The secret of their success that is at the core of an accepted currency is a result of their decentralized nature. Cryptocurrencies such as Bitcoin, Monero, and Litecoin are not issued by a single private institution; they are based on a source code protocol and maintained through a decentralized network of widely dispersed market participants. Unlike a currency issued by a private money producer, whose paper money represents a promise to pay, Bitcoin is a fiat money that is no one’s liability. In this respect, a cryptocurrency like Bitcoin is similar to gold.

An interesting aspect of the currency competition launched by the emergence of cryptocurrencies is also that it differs from Hayek’s proposal in one decisive respect. The situation as envisaged by Hayek would always carry the latent risk that a – centralized – money-issuing entity could fail.

In the case of a cryptocurrency such as Bitcoin, no such central entity exists. The smooth operation of a cryptocurrency is safeguarded by geographically dispersed interest groups such as developers, miners, traders, users, and others working within the ecosystem. Trust and risk are distributed across a network of numerous parties pursuing their own interests.[19] Those purchasing a cryptocurrency ultimately place their trust in mathematical and encryption protocols that maintain a system of incentives, which in turn provides all participating entities or groups with a motive to ensure the currency’s integrity. Hence the slogan “In Code We Trust”[20]. To this day this system of incentives has worked splendidly, and not one of the numerous attempts to destroy it has been successful.

The Quest for Stability

A problem plaguing many cryptocurrencies – and, as a proxy for them, Bitcoin – is their excessive price volatility. Bitcoin’s inelastic supply, coupled with a demand shock triggered by the rapid diffusion of “crypto-ideology” and the associated speculative hype,[21] has temporarily led to an enormous increase in the purchasing power. Leaving aside the recent correction, the history of Bitcoin is a history of hyper-deflation[22] – and in a time of strong deflation it makes more sense to hoard a currency than to use it as a means of payment. As a result Bitcoin and other new cryptocurrencies are barely fulfilling the function of media of exchange at the moment.[23]

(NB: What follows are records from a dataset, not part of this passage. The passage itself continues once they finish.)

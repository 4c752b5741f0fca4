//! Order repository: the narrow storage contract the stateful order handlers use.
//!
//! Two families of operations live here:
//! - discrete reads and writes (`find_order`, `update_order_status`, `upsert_order`)
//!   that the client-side strategy composes itself, and
//! - one atomic operation per handler (`remove_order_atomic`, `place_order_atomic`)
//!   that performs read, rule evaluation and write in a single storage call.

use std::sync::Arc;

use async_trait::async_trait;
use tokio_postgres::error::SqlState;
use tokio_postgres::Row;
use uuid::Uuid;

use super::error::{to_bigint, DbError};
use super::pool::DbPool;
use super::types::{DbOperation, DbValue, WhereClause};
use crate::types::order::{
    IndexerOrder, IndexerOrderId, OrderRemovalReason, OrderSide, OrderStatus, SubaccountId,
};

pub const ORDERS_TABLE: &str = "orders";
pub const REMOVAL_FUNCTION: &str = "indexer_stateful_order_removal";
pub const PLACEMENT_FUNCTION: &str = "indexer_stateful_order_placement";

const ORDER_COLUMNS: [&str; 17] = [
    "id",
    "subaccount_owner",
    "subaccount_number",
    "client_id",
    "clob_pair_id",
    "order_flags",
    "side",
    "quantums",
    "subticks",
    "good_til_block",
    "good_til_block_time",
    "reduce_only",
    "trigger_subticks",
    "status",
    "removal_reason",
    "created_at_height",
    "updated_at_height",
];

/// Persisted state of one order.
#[derive(Debug, Clone, PartialEq, Eq)]
pub struct OrderRow {
    pub id: Uuid,
    pub order_id: IndexerOrderId,
    pub side: OrderSide,
    pub quantums: u64,
    pub subticks: u64,
    pub good_til_block: Option<u32>,
    pub good_til_block_time: Option<u32>,
    pub reduce_only: bool,
    pub trigger_subticks: Option<u64>,
    pub status: OrderStatus,
    pub removal_reason: Option<OrderRemovalReason>,
    pub created_at_height: u64,
    pub updated_at_height: u64,
}

impl OrderRow {
    /// Row written when `order` is placed at `height`.
    pub fn placed(order: &IndexerOrder, height: u64) -> Self {
        Self {
            id: order.order_id.uuid(),
            order_id: order.order_id.clone(),
            side: order.side,
            quantums: order.quantums,
            subticks: order.subticks,
            good_til_block: order.good_til_block,
            good_til_block_time: order.good_til_block_time,
            reduce_only: order.reduce_only,
            trigger_subticks: order.conditional_order_trigger_subticks,
            status: order.initial_status(),
            removal_reason: None,
            created_at_height: height,
            updated_at_height: height,
        }
    }

    /// Fails when any unsigned column exceeds the BIGINT range of the `orders` table.
    pub fn check_storable(&self) -> Result<(), DbError> {
        PlacementArgs::from_row(self).map(|_| ())
    }

    fn column_values(&self) -> Vec<DbValue> {
        vec![
            DbValue::Uuid(self.id),
            DbValue::Text(self.order_id.subaccount_id.owner.clone()),
            DbValue::Uint64(self.order_id.subaccount_id.number.into()),
            DbValue::Uint64(self.order_id.client_id.into()),
            DbValue::Uint64(self.order_id.clob_pair_id.into()),
            DbValue::Uint64(self.order_id.order_flags.into()),
            DbValue::Text(self.side.as_str().to_string()),
            DbValue::Uint64(self.quantums),
            DbValue::Uint64(self.subticks),
            DbValue::opt_uint(self.good_til_block.map(u64::from)),
            DbValue::opt_uint(self.good_til_block_time.map(u64::from)),
            DbValue::Bool(self.reduce_only),
            DbValue::opt_uint(self.trigger_subticks),
            DbValue::Text(self.status.as_str().to_string()),
            DbValue::opt_text(self.removal_reason.as_ref().map(|r| r.as_str())),
            DbValue::Uint64(self.created_at_height),
            DbValue::Uint64(self.updated_at_height),
        ]
    }
}

/// Storage collaborator for order state. Implementations must be safe to share
/// across concurrently running execution groups.
#[async_trait]
pub trait OrderStore: Send + Sync + 'static {
    async fn find_order(&self, id: Uuid) -> Result<Option<OrderRow>, DbError>;

    /// Write a new status. Fails with `NotFound` when the order does not exist.
    async fn update_order_status(
        &self,
        id: Uuid,
        status: OrderStatus,
        removal_reason: Option<OrderRemovalReason>,
        height: u64,
    ) -> Result<(), DbError>;

    /// Insert or overwrite an order, keeping its original `created_at_height`.
    async fn upsert_order(&self, row: &OrderRow) -> Result<(), DbError>;

    /// Atomically cancel an order and return the resulting row.
    async fn remove_order_atomic(
        &self,
        id: Uuid,
        reason: OrderRemovalReason,
        height: u64,
    ) -> Result<OrderRow, DbError>;

    /// Atomically upsert a placed order and return the resulting row.
    async fn place_order_atomic(&self, row: &OrderRow) -> Result<OrderRow, DbError>;

    /// Whether the named storage-side operation exists.
    async fn fast_path_available(&self, operation: &str) -> Result<bool, DbError>;
}

/// PostgreSQL-backed order store. Fast-path operations call the PL/pgSQL
/// functions installed by `migrations/002_stateful_order_functions.sql`.
pub struct PgOrderStore {
    pool: Arc<DbPool>,
}

impl PgOrderStore {
    pub fn new(pool: Arc<DbPool>) -> Self {
        Self { pool }
    }
}

#[async_trait]
impl OrderStore for PgOrderStore {
    async fn find_order(&self, id: Uuid) -> Result<Option<OrderRow>, DbError> {
        let sql = format!(
            "SELECT {} FROM {} WHERE id = $1",
            ORDER_COLUMNS.join(", "),
            ORDERS_TABLE
        );
        let rows = self.pool.query(&sql, &[&id]).await?;
        rows.first().map(order_row_from_pg).transpose()
    }

    async fn update_order_status(
        &self,
        id: Uuid,
        status: OrderStatus,
        removal_reason: Option<OrderRemovalReason>,
        height: u64,
    ) -> Result<(), DbError> {
        let affected = self
            .pool
            .execute_transaction(vec![DbOperation::Update {
                table: ORDERS_TABLE.to_string(),
                set_columns: vec![
                    ("status".to_string(), DbValue::Text(status.as_str().to_string())),
                    (
                        "removal_reason".to_string(),
                        DbValue::opt_text(removal_reason.as_ref().map(|r| r.as_str())),
                    ),
                    ("updated_at_height".to_string(), DbValue::Uint64(height)),
                ],
                where_clause: WhereClause::Eq("id".to_string(), DbValue::Uuid(id)),
            }])
            .await?;

        if affected == 0 {
            return Err(DbError::NotFound(id));
        }
        Ok(())
    }

    async fn upsert_order(&self, row: &OrderRow) -> Result<(), DbError> {
        let columns: Vec<String> = ORDER_COLUMNS.iter().map(|c| c.to_string()).collect();
        let update_columns: Vec<String> = ORDER_COLUMNS
            .iter()
            .filter(|c| !matches!(**c, "id" | "created_at_height"))
            .map(|c| c.to_string())
            .collect();

        self.pool
            .execute_transaction(vec![DbOperation::Upsert {
                table: ORDERS_TABLE.to_string(),
                columns,
                values: row.column_values(),
                conflict_columns: vec!["id".to_string()],
                update_columns,
            }])
            .await?;
        Ok(())
    }

    async fn remove_order_atomic(
        &self,
        id: Uuid,
        reason: OrderRemovalReason,
        height: u64,
    ) -> Result<OrderRow, DbError> {
        let sql = format!("SELECT * FROM {}($1, $2, $3)", REMOVAL_FUNCTION);
        let height = to_bigint("updated_at_height", height)?;
        let rows = self
            .pool
            .query(&sql, &[&id, &reason.as_str(), &height])
            .await
            .map_err(|e| classify_function_error(e, id))?;

        let row = rows.first().ok_or(DbError::NotFound(id))?;
        order_row_from_pg(row)
    }

    async fn place_order_atomic(&self, row: &OrderRow) -> Result<OrderRow, DbError> {
        let placeholders: Vec<String> = (1..=ORDER_COLUMNS.len())
            .map(|i| format!("${}", i))
            .collect();
        let sql = format!(
            "SELECT * FROM {}({})",
            PLACEMENT_FUNCTION,
            placeholders.join(", ")
        );

        let args = PlacementArgs::from_row(row)?;
        let owner = row.order_id.subaccount_id.owner.clone();
        let side = row.side.as_str();
        let status = row.status.as_str();
        let removal_reason = row.removal_reason.as_ref().map(|r| r.as_str());

        let rows = self
            .pool
            .query(
                &sql,
                &[
                    &row.id,
                    &owner,
                    &args.number,
                    &args.client_id,
                    &args.clob_pair_id,
                    &args.order_flags,
                    &side,
                    &args.quantums,
                    &args.subticks,
                    &args.good_til_block,
                    &args.good_til_block_time,
                    &row.reduce_only,
                    &args.trigger_subticks,
                    &status,
                    &removal_reason,
                    &args.created_at_height,
                    &args.updated_at_height,
                ],
            )
            .await
            .map_err(|e| classify_function_error(e, row.id))?;

        let result = rows.first().ok_or(DbError::NotFound(row.id))?;
        order_row_from_pg(result)
    }

    async fn fast_path_available(&self, operation: &str) -> Result<bool, DbError> {
        let rows = self
            .pool
            .query(
                "SELECT EXISTS (SELECT 1 FROM pg_proc WHERE proname = $1)",
                &[&operation],
            )
            .await?;
        Ok(rows.first().map(|r| r.get::<_, bool>(0)).unwrap_or(false))
    }
}

/// BIGINT arguments of the placement function, range-checked before the call.
#[derive(Debug, PartialEq, Eq)]
struct PlacementArgs {
    number: i64,
    client_id: i64,
    clob_pair_id: i64,
    order_flags: i64,
    quantums: i64,
    subticks: i64,
    good_til_block: Option<i64>,
    good_til_block_time: Option<i64>,
    trigger_subticks: Option<i64>,
    created_at_height: i64,
    updated_at_height: i64,
}

impl PlacementArgs {
    fn from_row(row: &OrderRow) -> Result<Self, DbError> {
        Ok(Self {
            number: i64::from(row.order_id.subaccount_id.number),
            client_id: i64::from(row.order_id.client_id),
            clob_pair_id: i64::from(row.order_id.clob_pair_id),
            order_flags: i64::from(row.order_id.order_flags),
            quantums: to_bigint("quantums", row.quantums)?,
            subticks: to_bigint("subticks", row.subticks)?,
            good_til_block: row.good_til_block.map(i64::from),
            good_til_block_time: row.good_til_block_time.map(i64::from),
            trigger_subticks: row
                .trigger_subticks
                .map(|v| to_bigint("trigger_subticks", v))
                .transpose()?,
            created_at_height: to_bigint("created_at_height", row.created_at_height)?,
            updated_at_height: to_bigint("updated_at_height", row.updated_at_height)?,
        })
    }
}

/// Map the SQLSTATEs raised by the order functions back onto domain errors.
fn classify_function_error(err: DbError, id: Uuid) -> DbError {
    if let DbError::PostgresError(pg) = &err {
        if let Some(db_err) = pg.as_db_error() {
            if *db_err.code() == SqlState::NO_DATA_FOUND {
                return DbError::NotFound(id);
            }
            if *db_err.code() == SqlState::OBJECT_NOT_IN_PREREQUISITE_STATE {
                return DbError::InvalidTransition {
                    order: id,
                    message: db_err.message().to_string(),
                };
            }
        }
    }
    err
}

fn order_row_from_pg(row: &Row) -> Result<OrderRow, DbError> {
    let status: String = row.try_get("status")?;
    let side: String = row.try_get("side")?;
    let removal_reason: Option<String> = row.try_get("removal_reason")?;

    Ok(OrderRow {
        id: row.try_get("id")?,
        order_id: IndexerOrderId {
            subaccount_id: SubaccountId {
                owner: row.try_get("subaccount_owner")?,
                number: get_u32(row, "subaccount_number")?,
            },
            client_id: get_u32(row, "client_id")?,
            order_flags: get_u32(row, "order_flags")?,
            clob_pair_id: get_u32(row, "clob_pair_id")?,
        },
        side: side
            .parse::<OrderSide>()
            .map_err(|message| invalid_column("side", message))?,
        quantums: get_u64(row, "quantums")?,
        subticks: get_u64(row, "subticks")?,
        good_til_block: get_opt_u32(row, "good_til_block")?,
        good_til_block_time: get_opt_u32(row, "good_til_block_time")?,
        reduce_only: row.try_get("reduce_only")?,
        trigger_subticks: row
            .try_get::<_, Option<i64>>("trigger_subticks")?
            .map(|v| to_u64("trigger_subticks", v))
            .transpose()?,
        status: status
            .parse::<OrderStatus>()
            .map_err(|message| invalid_column("status", message))?,
        removal_reason: removal_reason
            .map(|r| r.parse::<OrderRemovalReason>())
            .transpose()
            .map_err(|message| invalid_column("removal_reason", message))?,
        created_at_height: get_u64(row, "created_at_height")?,
        updated_at_height: get_u64(row, "updated_at_height")?,
    })
}

fn invalid_column(column: &str, message: String) -> DbError {
    DbError::InvalidColumn {
        column: column.to_string(),
        message,
    }
}

fn to_u64(column: &str, value: i64) -> Result<u64, DbError> {
    u64::try_from(value).map_err(|_| invalid_column(column, format!("negative value {}", value)))
}

fn to_u32(column: &str, value: i64) -> Result<u32, DbError> {
    u32::try_from(value).map_err(|_| invalid_column(column, format!("{} out of range", value)))
}

fn get_u64(row: &Row, column: &str) -> Result<u64, DbError> {
    to_u64(column, row.try_get(column)?)
}

fn get_u32(row: &Row, column: &str) -> Result<u32, DbError> {
    to_u32(column, row.try_get(column)?)
}

fn get_opt_u32(row: &Row, column: &str) -> Result<Option<u32>, DbError> {
    row.try_get::<_, Option<i64>>(column)?
        .map(|v| to_u32(column, v))
        .transpose()
}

The same feature that underpins the currency’s store of value function hampers its use as a unit of account. As the supply of Bitcoin and other cryptocurrencies is as a rule limited, with no central entity able to balance excess demand by boosting supply, cryptocurrencies are occasionally highly volatile.[24] Contrary to Mises’ belief that an inelastic supply would go hand in hand with comparatively small fluctuations in demand and price, cryptocurrencies have not proved suitable for fulfilling unit of account functions such as drawing up corporate balance sheets – at least so far.[25]

In line with Hayek, one could counter that a cryptocurrency that is undergoing a process of monetization has to be regarded as an object of speculation in the early stages of the process, which will inevitably involve volatility. It seems logical that speculative demand and reservation demand will be strong at an early stage. However, the importance of speculative demand should diminish over time, as ownership of the cryptocurrency in question broadens. If they are successful, emerging cryptocurrencies should eventually manage the transition from speculative assets to currencies that function reliably as media of exchange.[26]

A number of cryptocurrency enthusiasts who don’t want to simply wait and see whether this will happen are working on creating cryptocurrencies with stable values, so-called “stablecoins”.[27] These currencies have a flexible supply, which is adjusted to fluctuations in demand with the aim of achieving purchasing power stability. But – and here is the problem – how is it possible to guarantee “price stability” without being forced to restrict or abandon the decentralized and therefore intervention-resistant structure of a cryptocurrency? Simply decreeing an “inflation target” from on high is precisely what central banks are doing and is contradictory to the spirit of cryptocurrencies.[28]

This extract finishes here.